_TASK STATEMENT_
From the entries below, return only the lines starting at the one that contains "-> Result<Json<QueueStats>, ApiError>" and ending at the one that contains "pub fn set(&self, to: DateTime<Utc>)", exactly as they stand.

_AVAILABLE RECORDS_
*** Block opens ***

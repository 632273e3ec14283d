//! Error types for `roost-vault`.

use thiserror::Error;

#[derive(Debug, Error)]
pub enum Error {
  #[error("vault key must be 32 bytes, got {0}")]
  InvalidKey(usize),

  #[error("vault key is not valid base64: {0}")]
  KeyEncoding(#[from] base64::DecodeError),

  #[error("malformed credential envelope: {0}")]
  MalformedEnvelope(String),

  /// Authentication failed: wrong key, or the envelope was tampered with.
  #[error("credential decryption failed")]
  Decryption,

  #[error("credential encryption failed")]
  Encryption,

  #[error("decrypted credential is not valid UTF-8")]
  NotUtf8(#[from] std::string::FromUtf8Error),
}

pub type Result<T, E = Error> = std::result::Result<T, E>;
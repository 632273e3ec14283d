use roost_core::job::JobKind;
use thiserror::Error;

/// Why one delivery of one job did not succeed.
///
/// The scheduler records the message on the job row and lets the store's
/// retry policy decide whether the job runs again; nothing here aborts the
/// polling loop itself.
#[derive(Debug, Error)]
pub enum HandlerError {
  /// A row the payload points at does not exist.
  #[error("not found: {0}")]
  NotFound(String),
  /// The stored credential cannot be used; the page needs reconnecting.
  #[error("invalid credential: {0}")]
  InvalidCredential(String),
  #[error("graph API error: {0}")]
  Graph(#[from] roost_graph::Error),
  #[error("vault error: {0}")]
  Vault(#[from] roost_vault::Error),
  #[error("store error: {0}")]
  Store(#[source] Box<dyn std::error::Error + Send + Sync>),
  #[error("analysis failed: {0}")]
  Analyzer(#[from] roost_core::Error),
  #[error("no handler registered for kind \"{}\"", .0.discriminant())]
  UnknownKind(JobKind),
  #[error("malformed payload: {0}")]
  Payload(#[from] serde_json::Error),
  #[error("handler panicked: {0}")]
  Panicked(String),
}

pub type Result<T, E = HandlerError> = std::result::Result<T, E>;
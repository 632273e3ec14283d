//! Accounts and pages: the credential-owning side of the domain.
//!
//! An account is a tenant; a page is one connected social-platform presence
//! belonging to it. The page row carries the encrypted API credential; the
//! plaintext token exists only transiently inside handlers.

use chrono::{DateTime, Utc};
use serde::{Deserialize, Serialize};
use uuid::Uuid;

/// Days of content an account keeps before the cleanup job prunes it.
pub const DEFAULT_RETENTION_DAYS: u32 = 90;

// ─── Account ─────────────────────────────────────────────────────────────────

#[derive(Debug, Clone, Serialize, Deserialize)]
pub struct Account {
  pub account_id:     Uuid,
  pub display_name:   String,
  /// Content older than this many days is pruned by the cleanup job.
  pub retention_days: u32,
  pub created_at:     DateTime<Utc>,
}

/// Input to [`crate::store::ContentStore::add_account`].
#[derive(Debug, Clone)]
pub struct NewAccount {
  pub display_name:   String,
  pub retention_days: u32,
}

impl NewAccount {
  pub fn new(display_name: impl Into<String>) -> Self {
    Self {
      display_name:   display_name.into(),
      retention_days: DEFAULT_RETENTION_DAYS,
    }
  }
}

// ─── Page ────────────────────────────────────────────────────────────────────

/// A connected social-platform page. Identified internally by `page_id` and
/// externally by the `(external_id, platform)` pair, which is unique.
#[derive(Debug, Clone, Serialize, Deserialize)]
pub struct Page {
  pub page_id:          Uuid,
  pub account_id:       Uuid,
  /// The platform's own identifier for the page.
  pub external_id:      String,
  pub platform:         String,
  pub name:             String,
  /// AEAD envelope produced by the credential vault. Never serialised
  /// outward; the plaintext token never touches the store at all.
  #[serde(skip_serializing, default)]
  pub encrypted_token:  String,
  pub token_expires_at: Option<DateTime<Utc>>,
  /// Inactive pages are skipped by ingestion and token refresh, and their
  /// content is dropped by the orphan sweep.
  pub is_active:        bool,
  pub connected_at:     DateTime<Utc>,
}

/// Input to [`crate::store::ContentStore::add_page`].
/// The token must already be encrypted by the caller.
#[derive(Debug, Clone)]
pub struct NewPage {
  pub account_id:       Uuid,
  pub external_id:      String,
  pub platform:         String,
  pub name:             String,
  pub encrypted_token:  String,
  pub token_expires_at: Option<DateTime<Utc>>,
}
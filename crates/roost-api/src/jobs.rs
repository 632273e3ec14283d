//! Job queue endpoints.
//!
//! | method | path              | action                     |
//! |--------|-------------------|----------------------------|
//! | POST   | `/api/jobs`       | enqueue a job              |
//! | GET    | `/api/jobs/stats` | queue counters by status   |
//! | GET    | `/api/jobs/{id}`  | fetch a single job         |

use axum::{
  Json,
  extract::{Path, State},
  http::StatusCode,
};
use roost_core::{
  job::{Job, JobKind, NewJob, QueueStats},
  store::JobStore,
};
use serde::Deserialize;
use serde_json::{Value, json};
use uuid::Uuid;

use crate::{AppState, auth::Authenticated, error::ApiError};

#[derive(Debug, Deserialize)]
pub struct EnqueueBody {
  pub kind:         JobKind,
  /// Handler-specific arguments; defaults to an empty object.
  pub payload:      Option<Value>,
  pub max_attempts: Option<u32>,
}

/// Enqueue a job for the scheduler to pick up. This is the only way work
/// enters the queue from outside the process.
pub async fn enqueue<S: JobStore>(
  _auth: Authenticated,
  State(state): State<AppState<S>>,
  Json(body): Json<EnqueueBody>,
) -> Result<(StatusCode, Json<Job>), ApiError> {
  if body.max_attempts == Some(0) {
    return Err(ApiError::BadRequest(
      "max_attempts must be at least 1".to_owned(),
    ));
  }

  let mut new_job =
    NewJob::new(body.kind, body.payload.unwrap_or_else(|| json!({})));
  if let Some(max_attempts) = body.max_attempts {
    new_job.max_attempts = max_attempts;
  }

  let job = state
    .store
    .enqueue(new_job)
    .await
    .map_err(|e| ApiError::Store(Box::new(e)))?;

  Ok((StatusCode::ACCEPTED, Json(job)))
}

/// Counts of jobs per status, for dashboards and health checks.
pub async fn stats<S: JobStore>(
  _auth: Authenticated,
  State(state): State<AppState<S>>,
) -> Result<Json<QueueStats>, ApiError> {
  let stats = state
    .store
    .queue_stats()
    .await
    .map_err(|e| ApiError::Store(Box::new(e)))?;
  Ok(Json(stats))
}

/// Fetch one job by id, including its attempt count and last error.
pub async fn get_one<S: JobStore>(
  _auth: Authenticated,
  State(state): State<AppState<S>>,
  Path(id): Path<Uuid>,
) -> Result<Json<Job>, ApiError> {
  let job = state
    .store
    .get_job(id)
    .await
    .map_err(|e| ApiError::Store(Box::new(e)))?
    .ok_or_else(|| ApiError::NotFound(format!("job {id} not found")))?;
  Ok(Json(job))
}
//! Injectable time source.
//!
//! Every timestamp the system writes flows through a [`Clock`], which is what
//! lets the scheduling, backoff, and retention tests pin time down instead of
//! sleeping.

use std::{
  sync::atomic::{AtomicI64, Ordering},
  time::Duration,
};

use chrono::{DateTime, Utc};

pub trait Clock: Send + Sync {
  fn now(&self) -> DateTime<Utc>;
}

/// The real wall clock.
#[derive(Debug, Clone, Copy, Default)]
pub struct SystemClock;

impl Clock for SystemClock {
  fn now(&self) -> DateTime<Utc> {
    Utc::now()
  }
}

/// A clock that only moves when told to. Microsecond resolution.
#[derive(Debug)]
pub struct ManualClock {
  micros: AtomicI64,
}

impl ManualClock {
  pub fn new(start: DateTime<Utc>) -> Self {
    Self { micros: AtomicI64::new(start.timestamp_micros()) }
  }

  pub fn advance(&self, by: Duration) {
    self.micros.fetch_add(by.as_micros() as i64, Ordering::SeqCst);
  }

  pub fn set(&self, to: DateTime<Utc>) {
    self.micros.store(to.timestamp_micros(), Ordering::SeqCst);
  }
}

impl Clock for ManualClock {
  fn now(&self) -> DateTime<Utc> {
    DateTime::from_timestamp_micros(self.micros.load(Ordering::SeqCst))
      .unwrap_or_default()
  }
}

*** Block closes ***

_ANSWER TO THIS EXERCISE_
) -> Result<Json<QueueStats>, ApiError> {
  let stats = state
    .store
    .queue_stats()
    .await
    .map_err(|e| ApiError::Store(Box::new(e)))?;
  Ok(Json(stats))
}

/// Fetch one job by id, including its attempt count and last error.
pub async fn get_one<S: JobStore>(
  _auth: Authenticated,
  State(state): State<AppState<S>>,
  Path(id): Path<Uuid>,
) -> Result<Json<Job>, ApiError> {
  let job = state
    .store
    .get_job(id)
    .await
    .map_err(|e| ApiError::Store(Box::new(e)))?
    .ok_or_else(|| ApiError::NotFound(format!("job {id} not found")))?;
  Ok(Json(job))
}
//! Injectable time source.
//!
//! Every timestamp the system writes flows through a [`Clock`], which is what
//! lets the scheduling, backoff, and retention tests pin time down instead of
//! sleeping.

use std::{
  sync::atomic::{AtomicI64, Ordering},
  time::Duration,
};

use chrono::{DateTime, Utc};

pub trait Clock: Send + Sync {
  fn now(&self) -> DateTime<Utc>;
}

/// The real wall clock.
#[derive(Debug, Clone, Copy, Default)]
pub struct SystemClock;

impl Clock for SystemClock {
  fn now(&self) -> DateTime<Utc> {
    Utc::now()
  }
}

/// A clock that only moves when told to. Microsecond resolution.
#[derive(Debug)]
pub struct ManualClock {
  micros: AtomicI64,
}

impl ManualClock {
  pub fn new(start: DateTime<Utc>) -> Self {
    Self { micros: AtomicI64::new(start.timestamp_micros()) }
  }

  pub fn advance(&self, by: Duration) {
    self.micros.fetch_add(by.as_micros() as i64, Ordering::SeqCst);
  }

  pub fn set(&self, to: DateTime<Utc>) {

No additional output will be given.